Associations Between Physical Pain, Pain Management, and Frequency of Nonmedical Prescription Opioid Use Among Young Adults: A Sex-specific Analysis
OBJECTIVES: We sought to determine sex-specific associations between experiences of physical pain, pain management, and frequency of nonmedical prescription opioid (NMPO) use among young adults.
METHODS: Among participants enrolled in the Rhode Island Young Adult Prescription Drug Study, we identified associations between physical pain in the past 6 months, pain history, pain management, polysubstance use, and weekly NMPO use. In sex-specific models, independent correlates of weekly NMPO use were identified via modified stepwise Poisson regression.

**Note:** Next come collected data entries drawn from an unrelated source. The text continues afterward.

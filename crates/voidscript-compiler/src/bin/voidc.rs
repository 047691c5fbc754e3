/// VoidScript compiler CLI

use std::path::PathBuf;
use std::process;
use anyhow::Context;
use clap::Parser;
use tracing_subscriber::EnvFilter;
use voidscript_compiler::{Compiler, CompileOptions};

#[derive(Parser, Debug)]
#[command(name = "voidc")]
#[command(about = "VoidScript compiler - turns VoidScript into a packaged Bukkit plugin")]
#[command(version)]
struct Args {
    /// Input VoidScript source file
    #[arg(value_name = "FILE", default_value = "main.void")]
    input: PathBuf,

    /// Output directory for generated files
    #[arg(short, long, value_name = "DIR")]
    output: Option<PathBuf>,

    /// Print the generated Java and exit without writing files
    #[arg(long)]
    emit_only: bool,

    /// Write the Java file but skip javac and jar
    #[arg(long)]
    no_package: bool,

    /// Also write plugin.yml and add it to the jar
    #[arg(long)]
    descriptor: bool,

    /// Classpath passed to javac (e.g. the Bukkit API jar)
    #[arg(long, value_name = "CLASSPATH")]
    classpath: Option<String>,

    /// javac executable
    #[arg(long, env = "VOIDC_JAVAC", default_value = "javac")]
    javac: PathBuf,

    /// jar executable
    #[arg(long, env = "VOIDC_JAR", default_value = "jar")]
    jar: PathBuf,

    /// Exit with an error when javac or jar fails
    #[arg(long)]
    strict: bool,

    /// Enable verbose output
    #[arg(short, long)]
    verbose: bool,
}

fn main() {
    let args = Args::parse();
    init_logging(args.verbose);

    if let Err(e) = run(args) {
        eprintln!("Compilation failed: {:#}", e);
        process::exit(1);
    }
}

fn init_logging(verbose: bool) {
    let default_level = if verbose { "debug" } else { "info" };
    tracing_subscriber::fmt()
        .with_env_filter(
            EnvFilter::try_from_default_env().unwrap_or_else(|_| EnvFilter::new(default_level)),
        )
        .with_writer(std::io::stderr)
        .init();
}

fn run(args: Args) -> anyhow::Result<()> {
    let mut options = CompileOptions::new(&args.input)
        .package(!args.no_package)
        .descriptor(args.descriptor)
        .javac(args.javac)
        .jar(args.jar)
        .strict(args.strict);

    if let Some(output) = args.output {
        options = options.output_dir(output);
    }
    if let Some(classpath) = args.classpath {
        options = options.classpath(classpath);
    }

    let compiler = Compiler::new(options);

    if args.emit_only {
        let output = compiler
            .compile()
            .with_context(|| format!("translating {}", args.input.display()))?;
        print!("{}", output.java);
        return Ok(());
    }

    let artifacts = compiler
        .run()
        .with_context(|| format!("building {}", args.input.display()))?;

    tracing::info!(file = %artifacts.java_file.display(), "generated plugin source");
    if let Some(report) = &artifacts.toolchain {
        if report.is_success() {
            tracing::info!(jar = %artifacts.jar_file.display(), "packaged plugin");
        } else {
            tracing::warn!(
                compile = %report.compile,
                archive = %report.archive,
                "packaging did not complete cleanly"
            );
        }
    }

    Ok(())
}
/// Bukkit plugin descriptor (`plugin.yml`)
///
/// Bukkit refuses to load a jar without this file. It is only written when
/// requested, so the default build invokes the toolchain with the generated
/// class alone.

use serde::{Deserialize, Serialize};
use voidscript_parser::PluginMetadata;

/// File name Bukkit looks for at the jar root
pub const DESCRIPTOR_FILE: &str = "plugin.yml";

const DEFAULT_VERSION: &str = "1.0";

#[derive(Debug, Clone, PartialEq, Eq, Serialize, Deserialize)]
pub struct PluginDescriptor {
    pub name: String,
    pub version: String,
    /// Fully qualified main class; generated classes live in the default package
    pub main: String,
    #[serde(skip_serializing_if = "Option::is_none", default)]
    pub author: Option<String>,
}

impl PluginDescriptor {
    pub fn from_metadata(metadata: &PluginMetadata) -> Self {
        Self {
            name: metadata.name.clone(),
            version: metadata
                .version
                .clone()
                .unwrap_or_else(|| DEFAULT_VERSION.to_string()),
            main: metadata.name.clone(),
            author: metadata.author.clone(),
        }
    }

    pub fn to_yaml(&self) -> crate::Result<String> {
        Ok(serde_yaml::to_string(self)?)
    }
}
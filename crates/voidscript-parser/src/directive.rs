/// Classified line types for VoidScript
///
/// Each source line becomes exactly one `Directive`. Captures borrow from the
/// source text.

/// Result of classifying a single trimmed line
#[derive(Debug, Clone, PartialEq, Eq)]
pub enum Directive<'input> {
    /// Function declaration: `func [String s](greet):`
    Function {
        params: &'input str,
        name: &'input str,
    },
    /// Loop: `loop(i):`
    Loop { label: &'input str },
    /// Equality test: `if [a] = [b]:`
    If {
        left: &'input str,
        right: &'input str,
    },
    /// `elif [cond]:`
    Elif { condition: &'input str },
    /// `else:`
    Else,
    /// Event hook: `def on_join(PlayerJoinEvent e):`
    EventHook {
        event: &'input str,
        param: &'input str,
    },
    /// Bracketed literal assignment: `x = [list]`
    CollectionLiteral(CollectionKind),
    /// Broadcast to every online player: `print("hi")`
    Broadcast { message: &'input str },
    /// Blank line or `#` comment, text kept as written
    Comment(&'input str),
    /// Unrecognized line, emitted verbatim
    Passthrough(&'input str),
    /// Line routed to a handler whose pattern did not match
    Dropped(DirectiveFamily),
}

/// Handler a line was routed to by its leading keyword
#[derive(Debug, Clone, Copy, PartialEq, Eq)]
pub enum DirectiveFamily {
    Function,
    Loop,
    If,
    Elif,
    EventHook,
    CollectionLiteral,
    Broadcast,
}

/// Container category named inside a collection literal
#[derive(Debug, Clone, Copy, PartialEq, Eq)]
pub enum CollectionKind {
    List,
    Dict,
    Set,
    Tuple,
}

impl CollectionKind {
    /// Keywords in detection order
    pub const ALL: [CollectionKind; 4] = [
        CollectionKind::List,
        CollectionKind::Dict,
        CollectionKind::Set,
        CollectionKind::Tuple,
    ];

    pub fn keyword(self) -> &'static str {
        match self {
            CollectionKind::List => "list",
            CollectionKind::Dict => "dict",
            CollectionKind::Set => "set",
            CollectionKind::Tuple => "tuple",
        }
    }
}

/// A classified line with its 1-based position in the source
#[derive(Debug, Clone, PartialEq, Eq)]
pub struct Line<'input> {
    pub number: usize,
    pub directive: Directive<'input>,
}
use voidscript_parser::{dump::dump_script, parse};
use std::env;
use std::fs;
use std::process;

fn main() {
    let args: Vec<String> = env::args().collect();

    if args.len() != 2 {
        eprintln!("Usage: {} <file.void>", args[0]);
        eprintln!();
        eprintln!("Classify every line of a VoidScript file and dump the result");
        process::exit(1);
    }

    let filename = &args[1];

    // Read file
    let input = match fs::read_to_string(filename) {
        Ok(content) => content,
        Err(e) => {
            eprintln!("Error reading file '{}': {}", filename, e);
            process::exit(1);
        }
    };

    let script = parse(&input);
    println!("{}", dump_script(&script));
}
/// Compiler driver that orchestrates the compilation pipeline

use std::path::PathBuf;
use tracing::info;
use voidscript_parser::PluginMetadata;

use crate::codegen::{CodeGenerator, GeneratedUnit};
use crate::error::{CompileError, Result};
use crate::manifest::{PluginDescriptor, DESCRIPTOR_FILE};
use crate::toolchain::{Toolchain, ToolchainReport, DEFAULT_JAR, DEFAULT_JAVAC};

/// Source file name used when none is given
pub const DEFAULT_SOURCE_FILE: &str = "main.void";

/// Compilation output structure
pub struct CompileOutput {
    /// Source file that was compiled
    pub source_file: PathBuf,
    /// Header values read from the source
    pub metadata: PluginMetadata,
    /// The plugin class as a fragment list
    pub unit: GeneratedUnit,
    /// Rendered Java source
    pub java: String,
}

/// Files written by a build, plus the toolchain outcome when packaging ran
#[derive(Debug)]
pub struct BuildArtifacts {
    pub java_file: PathBuf,
    pub descriptor_file: Option<PathBuf>,
    pub jar_file: PathBuf,
    pub toolchain: Option<ToolchainReport>,
}

/// Options for compilation
#[derive(Debug, Clone)]
pub struct CompileOptions {
    /// Input source file
    pub input: PathBuf,
    /// Output directory (optional, defaults to the current directory)
    pub output_dir: Option<PathBuf>,
    /// Run `javac` and `jar` after writing the Java file
    pub package: bool,
    /// Write `plugin.yml` and include it in the jar
    pub descriptor: bool,
    /// Classpath for `javac`
    pub classpath: Option<String>,
    pub javac: PathBuf,
    pub jar: PathBuf,
    /// Treat a failed toolchain step as a compile error
    pub strict: bool,
}

impl CompileOptions {
    pub fn new(input: impl Into<PathBuf>) -> Self {
        Self {
            input: input.into(),
            output_dir: None,
            package: true,
            descriptor: false,
            classpath: None,
            javac: PathBuf::from(DEFAULT_JAVAC),
            jar: PathBuf::from(DEFAULT_JAR),
            strict: false,
        }
    }

    pub fn output_dir(mut self, dir: impl Into<PathBuf>) -> Self {
        self.output_dir = Some(dir.into());
        self
    }

    pub fn package(mut self, package: bool) -> Self {
        self.package = package;
        self
    }

    pub fn descriptor(mut self, descriptor: bool) -> Self {
        self.descriptor = descriptor;
        self
    }

    pub fn classpath(mut self, classpath: impl Into<String>) -> Self {
        self.classpath = Some(classpath.into());
        self
    }

    pub fn javac(mut self, javac: impl Into<PathBuf>) -> Self {
        self.javac = javac.into();
        self
    }

    pub fn jar(mut self, jar: impl Into<PathBuf>) -> Self {
        self.jar = jar.into();
        self
    }

    pub fn strict(mut self, strict: bool) -> Self {
        self.strict = strict;
        self
    }

    fn toolchain(&self) -> Toolchain {
        let toolchain = Toolchain::new(self.javac.clone(), self.jar.clone());
        match &self.classpath {
            Some(classpath) => toolchain.classpath(classpath.clone()),
            None => toolchain,
        }
    }
}

impl Default for CompileOptions {
    fn default() -> Self {
        Self::new(DEFAULT_SOURCE_FILE)
    }
}

/// The VoidScript compiler
pub struct Compiler {
    options: CompileOptions,
}

impl Compiler {
    /// Create a new compiler with the given options
    pub fn new(options: CompileOptions) -> Self {
        Self { options }
    }

    /// Translate the source file into Java without touching the filesystem
    pub fn compile(&self) -> Result<CompileOutput> {
        let source = self.read_source()?;
        info!(source = %self.options.input.display(), "compiling");

        let script = voidscript_parser::parse(&source);
        info!(
            plugin = %script.metadata.name,
            lines = script.lines.len(),
            "classified source lines"
        );

        let unit = CodeGenerator::new().generate(&script);
        let java = unit.render()?;

        Ok(CompileOutput {
            source_file: self.options.input.clone(),
            metadata: script.metadata,
            unit,
            java,
        })
    }

    /// Compile, write the generated files and, unless disabled, package them
    pub fn run(&self) -> Result<BuildArtifacts> {
        let output = self.compile()?;
        self.write_outputs(&output)
    }

    /// Write `<Class>.java` (and `plugin.yml`) then run the toolchain
    pub fn write_outputs(&self, output: &CompileOutput) -> Result<BuildArtifacts> {
        let dir = self.get_output_dir()?;
        let class_name = output.unit.class_name();

        let java_file = dir.join(output.unit.file_name());
        std::fs::write(&java_file, &output.java)?;
        info!(file = %java_file.display(), bytes = output.java.len(), "wrote Java source");

        let descriptor_file = if self.options.descriptor {
            let path = dir.join(DESCRIPTOR_FILE);
            let yaml = PluginDescriptor::from_metadata(&output.metadata).to_yaml()?;
            std::fs::write(&path, yaml)?;
            info!(file = %path.display(), "wrote plugin descriptor");
            Some(path)
        } else {
            None
        };

        let toolchain = if self.options.package {
            let extra_files: &[&str] = if descriptor_file.is_some() {
                &[DESCRIPTOR_FILE]
            } else {
                &[]
            };
            let report = self.options.toolchain().build(&dir, class_name, extra_files);
            if self.options.strict {
                report.ensure_success()?;
            }
            Some(report)
        } else {
            None
        };

        Ok(BuildArtifacts {
            java_file,
            descriptor_file,
            jar_file: dir.join(format!("{}.jar", class_name)),
            toolchain,
        })
    }

    /// Read the source file
    fn read_source(&self) -> Result<String> {
        if !self.options.input.exists() {
            return Err(CompileError::FileNotFound(self.options.input.clone()));
        }

        std::fs::read_to_string(&self.options.input).map_err(CompileError::from)
    }

    /// Get the output directory (creates if needed)
    fn get_output_dir(&self) -> Result<PathBuf> {
        let dir = self
            .options
            .output_dir
            .clone()
            .unwrap_or_else(|| PathBuf::from("."));

        if !dir.exists() {
            std::fs::create_dir_all(&dir)?;
        }

        Ok(dir)
    }
}

/// Translate VoidScript source text straight to Java source text
pub fn translate(source: &str) -> Result<String> {
    let script = voidscript_parser::parse(source);
    CodeGenerator::new().generate(&script).render()
}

RESULTS: Of 199 participants, the mean age was 24.6, and 65.3% were male. The racial composition was 16.6% black, 60.8% white, and 22.1% mixed or other race. A total of 119 (59.8%) participants reported weekly or greater NMPO use. The majority of male (86.2%) and female (84.1%) participants reported ever experiencing severe pain. A majority of males (72.3%) and females (81.2%) reported that they engaged in NMPO use to treat their physical pain, and one-quarter (26.9%) of males and one-third (36.2%) of females had been denied a prescription from a doctor to treat severe pain. Among males, frequent NMPO use was independently associated with white race (P < 0.001) and reporting greater physical pain (P = 0.002). Among females, older age (P = 0.002) and monthly or greater nonmedical benzodiazepine use (P = 0.001) were independently associated with weekly NMPO use.
CONCLUSIONS: Among young men in Rhode Island, physical pain may be related to frequent NMPO use. More research is needed to identify sex-specific, pain-related factors that are linked with NMPO use to improve harm reduction and pain management interventions.